Would you retype each of the records exactly as shown?

(Beginning of SOURCE RECORDS)

impl PythonProvider {
    /// Create a provider, validating the configuration
    pub fn new(config: PythonProviderConfig) -> ReflectResult<Self> {
        config
            .validate()
            .map_err(|e| ReflectError::Other(format!("Invalid configuration: {}", e)))?;
        Ok(Self {
            config,
            state: Mutex::new(State::new()),
        })
    }

    /// Provider searching a single root with default settings
    pub fn from_root(root: impl Into<PathBuf>) -> ReflectResult<Self> {
        Self::new(PythonProviderConfig::default().with_root(root))
    }

    pub fn config(&self) -> &PythonProviderConfig {
        &self.config
    }

    fn with_loader<T>(&self, f: impl FnOnce(&mut Loader<'_>) -> T) -> T {
        let mut state = self.state.lock().unwrap_or_else(PoisonError::into_inner);
        let mut loader = Loader {
            config: &self.config,
            state: &mut *state,
        };
        f(&mut loader)
    }

    /// Names of the modules loaded so far, sorted
    pub fn loaded_modules(&self) -> Vec<String> {
        self.with_loader(|loader| {
            let mut names: Vec<String> = loader.state.modules.keys().cloned().collect();
            names.sort();
            names
        })
    }

    /// Top-level modules and packages available under the roots
    pub fn discover(&self) -> ReflectResult<Vec<String>> {
        let names = list_submodules(&self.config.roots, &self.config.suffixes())?;
        Ok(self.without_excluded(names, &self.config.roots))
    }

    /// Parse every module of a package tree up front
    ///
    /// Subclass lists only know about loaded modules; preloading makes them
    /// complete for the package. Files that fail to read or parse are
    /// logged and skipped. Returns the number of modules newly loaded.
    #[instrument(skip(self))]
    pub fn preload(&self, package: &str) -> ReflectResult<usize> {
        let search_paths = self.with_loader(|loader| -> ReflectResult<Vec<PathBuf>> {
            let id = loader.load(package)?;
            Ok(loader.state.module_record(id)?.search_paths.clone())
        })?;

        let mut files: Vec<(String, PathBuf)> = Vec::new();
        for dir in &search_paths {
            for entry in WalkDir::new(dir)
                .follow_links(false)
                .sort_by_file_name()
                .into_iter()
                .filter_entry(|e| {
                    // Skip excluded and non-importable directories
                    if e.depth() > 0 && e.file_type().is_dir() {
                        return e.file_name().to_str().map_or(false, |name| {
                            !name.contains('.') && !self.config.should_exclude_dir(name)
                        });
                    }
                    true
                })
            {
                let entry = match entry {
                    Ok(entry) => entry,
                    Err(e) => {
                        warn!("Skipping unreadable entry: {}", e);
                        continue;
                    }
                };
                if !entry.file_type().is_file() {
                    continue;
                }
                let parsable = entry
                    .path()
                    .extension()
                    .and_then(|ext| ext.to_str())
                    .map_or(false, |ext| self.config.should_parse_extension(ext));
                if !parsable {
                    continue;
                }
                if let Some(name) = module_name(package, dir, entry.path()) {
                    files.push((name, entry.path().to_path_buf()));
                }
            }
        }

        let parse = |(name, path): &(String, PathBuf)| {
            (name.clone(), path.clone(), parse_file(path, &self.config))
        };
        let parsed: Vec<(String, PathBuf, ReflectResult<(String, ModuleIR)>)> = if self.config.parallel {
            files.par_iter().map(parse).collect()
        } else {
            files.iter().map(parse).collect()
        };

        let loaded = self.with_loader(|loader| {
            let mut loaded = 0;
            for (name, path, result) in parsed {
                if loader.state.modules.contains_key(&name) {
                    continue;
                }
                let parsed = match result {
                    Ok(parsed) => parsed,
                    Err(e) => {
                        warn!("Failed to load {}: {}", name, e);
                        continue;
                    }
                };
                match locate(loader.config, &name) {
                    Some(location) if location.file() == Some(path.as_path()) => {
                        loader.insert_module(&name, location, Some(parsed));
                        loaded += 1;
                    }
                    // Shadowed by a file in an earlier root
                    _ => match loader.load(&name) {
                        Ok(_) => loaded += 1,
                        Err(e) => warn!("Failed to load {}: {}", name, e),
                    },
                }
            }
            loaded
        });

        info!(package, files = files.len(), loaded, "Package preload completed");
        Ok(loaded)
    }

    fn without_excluded(&self, names: Vec<String>, paths: &[PathBuf]) -> Vec<String> {
        names
            .into_iter()
            .filter(|name| {
                !(self.config.should_exclude_dir(name)
                    && paths.iter().any(|path| path.join(name).is_dir()))
            })
            .collect()
    }
}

(End of SOURCE RECORDS)

* **EXPECTED ANSWER**
impl PythonProvider {
    /// Create a provider, validating the configuration
    pub fn new(config: PythonProviderConfig) -> ReflectResult<Self> {
        config
            .validate()
            .map_err(|e| ReflectError::Other(format!("Invalid configuration: {}", e)))?;
        Ok(Self {
            config,
            state: Mutex::new(State::new()),
        })
    }

    /// Provider searching a single root with default settings
    pub fn from_root(root: impl Into<PathBuf>) -> ReflectResult<Self> {
        Self::new(PythonProviderConfig::default().with_root(root))
    }

    pub fn config(&self) -> &PythonProviderConfig {
        &self.config
    }

    fn with_loader<T>(&self, f: impl FnOnce(&mut Loader<'_>) -> T) -> T {
        let mut state = self.state.lock().unwrap_or_else(PoisonError::into_inner);
        let mut loader = Loader {
            config: &self.config,
            state: &mut *state,
        };
        f(&mut loader)
    }

    /// Names of the modules loaded so far, sorted
    pub fn loaded_modules(&self) -> Vec<String> {
        self.with_loader(|loader| {
            let mut names: Vec<String> = loader.state.modules.keys().cloned().collect();
            names.sort();
            names
        })
    }

    /// Top-level modules and packages available under the roots
    pub fn discover(&self) -> ReflectResult<Vec<String>> {
        let names = list_submodules(&self.config.roots, &self.config.suffixes())?;
        Ok(self.without_excluded(names, &self.config.roots))
    }

    /// Parse every module of a package tree up front
    ///
    /// Subclass lists only know about loaded modules; preloading makes them
    /// complete for the package. Files that fail to read or parse are
    /// logged and skipped. Returns the number of modules newly loaded.
    #[instrument(skip(self))]
    pub fn preload(&self, package: &str) -> ReflectResult<usize> {
        let search_paths = self.with_loader(|loader| -> ReflectResult<Vec<PathBuf>> {
            let id = loader.load(package)?;
            Ok(loader.state.module_record(id)?.search_paths.clone())
        })?;

        let mut files: Vec<(String, PathBuf)> = Vec::new();
        for dir in &search_paths {
            for entry in WalkDir::new(dir)
                .follow_links(false)
                .sort_by_file_name()
                .into_iter()
                .filter_entry(|e| {
                    // Skip excluded and non-importable directories
                    if e.depth() > 0 && e.file_type().is_dir() {
                        return e.file_name().to_str().map_or(false, |name| {
                            !name.contains('.') && !self.config.should_exclude_dir(name)
                        });
                    }
                    true
                })
            {
                let entry = match entry {
                    Ok(entry) => entry,
                    Err(e) => {
                        warn!("Skipping unreadable entry: {}", e);
                        continue;
                    }
                };
                if !entry.file_type().is_file() {
                    continue;
                }
                let parsable = entry
                    .path()
                    .extension()
                    .and_then(|ext| ext.to_str())
                    .map_or(false, |ext| self.config.should_parse_extension(ext));
                if !parsable {
                    continue;
                }
                if let Some(name) = module_name(package, dir, entry.path()) {
                    files.push((name, entry.path().to_path_buf()));
                }
            }
        }

        let parse = |(name, path): &(String, PathBuf)| {
            (name.clone(), path.clone(), parse_file(path, &self.config))
        };
        let parsed: Vec<(String, PathBuf, ReflectResult<(String, ModuleIR)>)> = if self.config.parallel {
            files.par_iter().map(parse).collect()
        } else {
            files.iter().map(parse).collect()
        };

        let loaded = self.with_loader(|loader| {
            let mut loaded = 0;
            for (name, path, result) in parsed {
                if loader.state.modules.contains_key(&name) {
                    continue;
                }
                let parsed = match result {
                    Ok(parsed) => parsed,
                    Err(e) => {
                        warn!("Failed to load {}: {}", name, e);
                        continue;
                    }
                };
                match locate(loader.config, &name) {
                    Some(location) if location.file() == Some(path.as_path()) => {
                        loader.insert_module(&name, location, Some(parsed));
                        loaded += 1;
                    }
                    // Shadowed by a file in an earlier root
                    _ => match loader.load(&name) {
                        Ok(_) => loaded += 1,
                        Err(e) => warn!("Failed to load {}: {}", name, e),
                    },
                }
            }
            loaded
        });

        info!(package, files = files.len(), loaded, "Package preload completed");
        Ok(loaded)
    }

    fn without_excluded(&self, names: Vec<String>, paths: &[PathBuf]) -> Vec<String> {
        names
            .into_iter()
            .filter(|name| {
                !(self.config.should_exclude_dir(name)
                    && paths.iter().any(|path| path.join(name).is_dir()))
            })
            .collect()
    }
}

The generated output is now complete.